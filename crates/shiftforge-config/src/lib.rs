//! Configuration system for ShiftForge.
//!
//! Load planner configuration from TOML or YAML files to control the
//! allocation strategy, hour tolerance, time budget, shift catalog and
//! coverage requirements without code changes.
//!
//! # Examples
//!
//! Load configuration from TOML string:
//!
//! ```
//! use shiftforge_config::{PlannerConfig, Strategy};
//! use std::time::Duration;
//!
//! let config = PlannerConfig::from_toml_str(r#"
//!     strategy = "constraint"
//!     tolerance = 0.15
//!
//!     [termination]
//!     seconds_spent_limit = 10
//!
//!     [catalog]
//!     starts = [6, 9, 14.5]
//!     duration_hours = 8
//!
//!     [[coverage]]
//!     role = "cvd"
//!     shift = 6
//!     required = 1
//! "#).unwrap();
//!
//! assert_eq!(config.strategy, Strategy::Constraint);
//! assert_eq!(config.time_limit(), Duration::from_secs(10));
//! assert_eq!(config.catalog().unwrap().len(), 3);
//! assert_eq!(config.coverage.len(), 1);
//! ```
//!
//! Use default config when file is missing:
//!
//! ```
//! use shiftforge_config::PlannerConfig;
//!
//! let config = PlannerConfig::load("planner.toml").unwrap_or_default();
//! // Proceeds with defaults if file doesn't exist
//! ```

use std::fmt;
use std::path::Path;
use std::str::FromStr;
use std::time::Duration;

use serde::{Deserialize, Serialize};
use shiftforge_core::{CoverageRequirement, EmployeeFlags, RoleTag, ShiftCatalog, ShiftStart};
use thiserror::Error;

/// Time budget used when the configuration sets none.
pub const DEFAULT_TIME_LIMIT_SECS: u64 = 30;

/// Default hour tolerance fraction (±10%).
pub const DEFAULT_TOLERANCE: f64 = 0.1;

/// Default start hour before which a shift counts as early.
pub const DEFAULT_EARLY_SHIFT_CUTOFF: f64 = 9.0;

/// Configuration error
#[derive(Debug, Error)]
pub enum ConfigError {
    #[error("IO error: {0}")]
    Io(#[from] std::io::Error),

    #[error("TOML parse error: {0}")]
    Toml(#[from] toml::de::Error),

    #[error("YAML parse error: {0}")]
    Yaml(#[from] serde_yaml::Error),

    #[error("Invalid configuration: {0}")]
    Invalid(String),
}

/// Main planner configuration.
#[derive(Debug, Clone, PartialEq, Deserialize, Serialize)]
#[serde(rename_all = "snake_case")]
pub struct PlannerConfig {
    /// Which allocator produces the schedule.
    #[serde(default)]
    pub strategy: Strategy,

    /// Fraction by which hour bounds widen around the contracted hours.
    #[serde(default = "default_tolerance")]
    pub tolerance: f64,

    /// Termination configuration.
    #[serde(default)]
    pub termination: TerminationConfig,

    /// Shift catalog shared by all employees.
    #[serde(default)]
    pub catalog: CatalogConfig,

    /// Daily coverage requirements.
    #[serde(default = "CoverageRequirement::newsroom_defaults")]
    pub coverage: Vec<CoverageRequirement>,

    /// Role reported in the grid's coverage column.
    #[serde(default = "default_coverage_role")]
    pub coverage_role: RoleTag,

    /// Early-only employees may only take shifts starting before this hour.
    #[serde(default = "default_early_shift_cutoff")]
    pub early_shift_cutoff: f64,

    /// Whether transitions from or to a rest day are constrained.
    #[serde(default)]
    pub rest_transitions: RestTransitions,

    /// Settings of the greedy allocator.
    #[serde(default)]
    pub greedy: GreedyConfig,

    /// Random seed for reproducible search diversification.
    #[serde(default)]
    pub random_seed: Option<u64>,

    /// Flags merged into every employee.
    #[serde(default)]
    pub default_flags: EmployeeFlags,
}

fn default_tolerance() -> f64 {
    DEFAULT_TOLERANCE
}

fn default_coverage_role() -> RoleTag {
    RoleTag::new("cvd")
}

fn default_early_shift_cutoff() -> f64 {
    DEFAULT_EARLY_SHIFT_CUTOFF
}

impl Default for PlannerConfig {
    fn default() -> Self {
        Self {
            strategy: Strategy::default(),
            tolerance: DEFAULT_TOLERANCE,
            termination: TerminationConfig::default(),
            catalog: CatalogConfig::default(),
            coverage: CoverageRequirement::newsroom_defaults(),
            coverage_role: default_coverage_role(),
            early_shift_cutoff: DEFAULT_EARLY_SHIFT_CUTOFF,
            rest_transitions: RestTransitions::default(),
            greedy: GreedyConfig::default(),
            random_seed: None,
            default_flags: EmployeeFlags::default(),
        }
    }
}

impl PlannerConfig {
    /// Creates a new default configuration.
    pub fn new() -> Self {
        Self::default()
    }

    /// Loads configuration from a file, choosing YAML for `.yaml`/`.yml`
    /// and TOML otherwise.
    ///
    /// # Errors
    ///
    /// Returns error if the file doesn't exist, doesn't parse, or fails
    /// validation.
    pub fn load(path: impl AsRef<Path>) -> Result<Self, ConfigError> {
        let path = path.as_ref();
        match path.extension().and_then(|ext| ext.to_str()) {
            Some("yaml") | Some("yml") => Self::from_yaml_file(path),
            _ => Self::from_toml_file(path),
        }
    }

    /// Loads configuration from a TOML file.
    pub fn from_toml_file(path: impl AsRef<Path>) -> Result<Self, ConfigError> {
        let contents = std::fs::read_to_string(path)?;
        Self::from_toml_str(&contents)
    }

    /// Parses and validates configuration from a TOML string.
    pub fn from_toml_str(s: &str) -> Result<Self, ConfigError> {
        let config: Self = toml::from_str(s)?;
        config.validate()?;
        Ok(config)
    }

    /// Loads configuration from a YAML file.
    pub fn from_yaml_file(path: impl AsRef<Path>) -> Result<Self, ConfigError> {
        let contents = std::fs::read_to_string(path)?;
        Self::from_yaml_str(&contents)
    }

    /// Parses and validates configuration from a YAML string.
    pub fn from_yaml_str(s: &str) -> Result<Self, ConfigError> {
        let config: Self = serde_yaml::from_str(s)?;
        config.validate()?;
        Ok(config)
    }

    /// Sets the allocation strategy.
    pub fn with_strategy(mut self, strategy: Strategy) -> Self {
        self.strategy = strategy;
        self
    }

    /// Sets the hour tolerance fraction.
    pub fn with_tolerance(mut self, tolerance: f64) -> Self {
        self.tolerance = tolerance;
        self
    }

    /// Sets the termination time limit, replacing any configured limit.
    pub fn with_time_limit(mut self, limit: Duration) -> Self {
        self.termination.seconds_spent_limit = None;
        self.termination.minutes_spent_limit = None;
        self.termination.millis_spent_limit = Some(limit.as_millis() as u64);
        self
    }

    /// Sets the termination time limit in seconds.
    pub fn with_termination_seconds(self, seconds: u64) -> Self {
        self.with_time_limit(Duration::from_secs(seconds))
    }

    /// Caps the number of search nodes.
    pub fn with_node_limit(mut self, nodes: u64) -> Self {
        self.termination.node_limit = Some(nodes);
        self
    }

    /// Sets the random seed.
    pub fn with_random_seed(mut self, seed: u64) -> Self {
        self.random_seed = Some(seed);
        self
    }

    /// Replaces the shift catalog.
    pub fn with_catalog(mut self, starts: Vec<f64>, duration_hours: f64) -> Self {
        self.catalog = CatalogConfig {
            starts,
            duration_hours,
        };
        self
    }

    /// Replaces the coverage requirements.
    pub fn with_coverage(mut self, coverage: Vec<CoverageRequirement>) -> Self {
        self.coverage = coverage;
        self
    }

    /// Sets how rest-day transitions are constrained.
    pub fn with_rest_transitions(mut self, rest_transitions: RestTransitions) -> Self {
        self.rest_transitions = rest_transitions;
        self
    }

    /// Sets the flags merged into every employee.
    pub fn with_default_flags(mut self, flags: EmployeeFlags) -> Self {
        self.default_flags = flags;
        self
    }

    /// Returns the termination time limit, falling back to 30 seconds.
    ///
    /// # Examples
    ///
    /// ```
    /// use shiftforge_config::PlannerConfig;
    /// use std::time::Duration;
    ///
    /// assert_eq!(PlannerConfig::default().time_limit(), Duration::from_secs(30));
    /// ```
    pub fn time_limit(&self) -> Duration {
        self.termination
            .time_limit()
            .unwrap_or(Duration::from_secs(DEFAULT_TIME_LIMIT_SECS))
    }

    /// Builds the configured shift catalog.
    pub fn catalog(&self) -> Result<ShiftCatalog, ConfigError> {
        self.catalog.build()
    }

    /// Checks every field for consistency.
    pub fn validate(&self) -> Result<(), ConfigError> {
        if !self.tolerance.is_finite() || !(0.0..1.0).contains(&self.tolerance) {
            return Err(ConfigError::Invalid(format!(
                "tolerance {} must lie in [0, 1)",
                self.tolerance
            )));
        }
        if !self.early_shift_cutoff.is_finite() || !(0.0..=24.0).contains(&self.early_shift_cutoff)
        {
            return Err(ConfigError::Invalid(format!(
                "early shift cutoff {} must lie in [0, 24]",
                self.early_shift_cutoff
            )));
        }

        let catalog = self.catalog()?;
        for requirement in &self.coverage {
            if catalog.index_of(requirement.shift).is_none() {
                return Err(ConfigError::Invalid(format!(
                    "coverage shift {} for role {} is not in the catalog",
                    requirement.shift, requirement.role
                )));
            }
        }

        let greedy_start = ShiftStart::from_hours(self.greedy.start).and_then(|s| catalog.index_of(s));
        if greedy_start.is_none() {
            return Err(ConfigError::Invalid(format!(
                "greedy start {} is not in the catalog",
                self.greedy.start
            )));
        }
        if self.greedy.max_work_days == 0 || self.greedy.max_work_days > 7 {
            return Err(ConfigError::Invalid(format!(
                "greedy max_work_days {} must lie in [1, 7]",
                self.greedy.max_work_days
            )));
        }
        Ok(())
    }
}

/// Allocation strategy.
#[derive(Debug, Clone, Copy, Default, PartialEq, Eq, Deserialize, Serialize)]
#[serde(rename_all = "snake_case")]
pub enum Strategy {
    /// Constraint model solved by search.
    #[default]
    Constraint,

    /// Weekly-hours distributor without constraint reasoning.
    Greedy,
}

impl fmt::Display for Strategy {
    fn fmt(&self, f: &mut fmt::Formatter<'_>) -> fmt::Result {
        match self {
            Strategy::Constraint => write!(f, "constraint"),
            Strategy::Greedy => write!(f, "greedy"),
        }
    }
}

impl FromStr for Strategy {
    type Err = ConfigError;

    fn from_str(s: &str) -> Result<Self, Self::Err> {
        match s.trim().to_ascii_lowercase().as_str() {
            "constraint" | "cp" => Ok(Strategy::Constraint),
            "greedy" => Ok(Strategy::Greedy),
            other => Err(ConfigError::Invalid(format!("unknown strategy '{other}'"))),
        }
    }
}

/// How sequence rules apply to transitions from or to a rest day.
///
/// # Examples
///
/// ```
/// use shiftforge_config::RestTransitions;
///
/// let strict: RestTransitions = "strict".parse().unwrap();
/// assert!(strict.constrains(false));
/// assert!(!RestTransitions::Inferred.constrains(false));
/// assert!(RestTransitions::Inferred.constrains(true));
/// ```
#[derive(Debug, Clone, Copy, Default, PartialEq, Eq, Hash, Deserialize, Serialize)]
#[serde(rename_all = "snake_case")]
pub enum RestTransitions {
    /// Constrained only for employees whose rules mention rest.
    #[default]
    Inferred,

    /// Always constrained: a rest transition is legal only when listed.
    Strict,

    /// Never constrained.
    Lenient,
}

impl RestTransitions {
    /// Whether rest transitions are constrained for an employee whose
    /// resolved rules do or do not mention rest.
    pub fn constrains(self, rules_mention_rest: bool) -> bool {
        match self {
            RestTransitions::Inferred => rules_mention_rest,
            RestTransitions::Strict => true,
            RestTransitions::Lenient => false,
        }
    }
}

impl fmt::Display for RestTransitions {
    fn fmt(&self, f: &mut fmt::Formatter<'_>) -> fmt::Result {
        match self {
            RestTransitions::Inferred => write!(f, "inferred"),
            RestTransitions::Strict => write!(f, "strict"),
            RestTransitions::Lenient => write!(f, "lenient"),
        }
    }
}

impl FromStr for RestTransitions {
    type Err = ConfigError;

    fn from_str(s: &str) -> Result<Self, Self::Err> {
        match s.trim().to_ascii_lowercase().as_str() {
            "inferred" => Ok(RestTransitions::Inferred),
            "strict" => Ok(RestTransitions::Strict),
            "lenient" => Ok(RestTransitions::Lenient),
            other => Err(ConfigError::Invalid(format!(
                "unknown rest transition mode '{other}'"
            ))),
        }
    }
}

/// Termination configuration.
#[derive(Debug, Clone, Default, PartialEq, Eq, Deserialize, Serialize)]
#[serde(rename_all = "snake_case")]
pub struct TerminationConfig {
    /// Maximum seconds to spend solving.
    pub seconds_spent_limit: Option<u64>,

    /// Maximum minutes to spend solving.
    pub minutes_spent_limit: Option<u64>,

    /// Maximum milliseconds to spend solving.
    pub millis_spent_limit: Option<u64>,

    /// Maximum number of search nodes.
    pub node_limit: Option<u64>,
}

impl TerminationConfig {
    /// Returns the time limit as a Duration, if any.
    pub fn time_limit(&self) -> Option<Duration> {
        let millis = self.millis_spent_limit.unwrap_or(0)
            + self.seconds_spent_limit.unwrap_or(0) * 1_000
            + self.minutes_spent_limit.unwrap_or(0) * 60_000;
        let configured = self.millis_spent_limit.is_some()
            || self.seconds_spent_limit.is_some()
            || self.minutes_spent_limit.is_some();
        if configured {
            Some(Duration::from_millis(millis))
        } else {
            None
        }
    }
}

/// Shift catalog configuration.
#[derive(Debug, Clone, PartialEq, Deserialize, Serialize)]
#[serde(rename_all = "snake_case")]
pub struct CatalogConfig {
    /// Shift start times in fractional hours, in scan order.
    #[serde(default = "default_starts")]
    pub starts: Vec<f64>,

    /// Duration shared by every template.
    #[serde(default = "default_duration_hours")]
    pub duration_hours: f64,
}

fn default_starts() -> Vec<f64> {
    ShiftCatalog::DEFAULT_STARTS.to_vec()
}

fn default_duration_hours() -> f64 {
    ShiftCatalog::DEFAULT_DURATION_HOURS
}

impl Default for CatalogConfig {
    fn default() -> Self {
        Self {
            starts: default_starts(),
            duration_hours: default_duration_hours(),
        }
    }
}

impl CatalogConfig {
    /// Builds the catalog, rejecting empty or duplicate starts.
    pub fn build(&self) -> Result<ShiftCatalog, ConfigError> {
        ShiftCatalog::new(&self.starts, self.duration_hours)
            .map_err(|e| ConfigError::Invalid(e.to_string()))
    }
}

/// Greedy allocator configuration.
#[derive(Debug, Clone, PartialEq, Deserialize, Serialize)]
#[serde(rename_all = "snake_case")]
pub struct GreedyConfig {
    /// Start hour of the shift the greedy allocator hands out.
    #[serde(default = "default_greedy_start")]
    pub start: f64,

    /// Maximum work days per week chunk.
    #[serde(default = "default_max_work_days")]
    pub max_work_days: usize,
}

fn default_greedy_start() -> f64 {
    9.0
}

fn default_max_work_days() -> usize {
    5
}

impl Default for GreedyConfig {
    fn default() -> Self {
        Self {
            start: default_greedy_start(),
            max_work_days: default_max_work_days(),
        }
    }
}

> Directions for this task
Taking the lines above one at a time, give the number of them that contain the string "false". Add nothing else.

> Solution for this exercise
3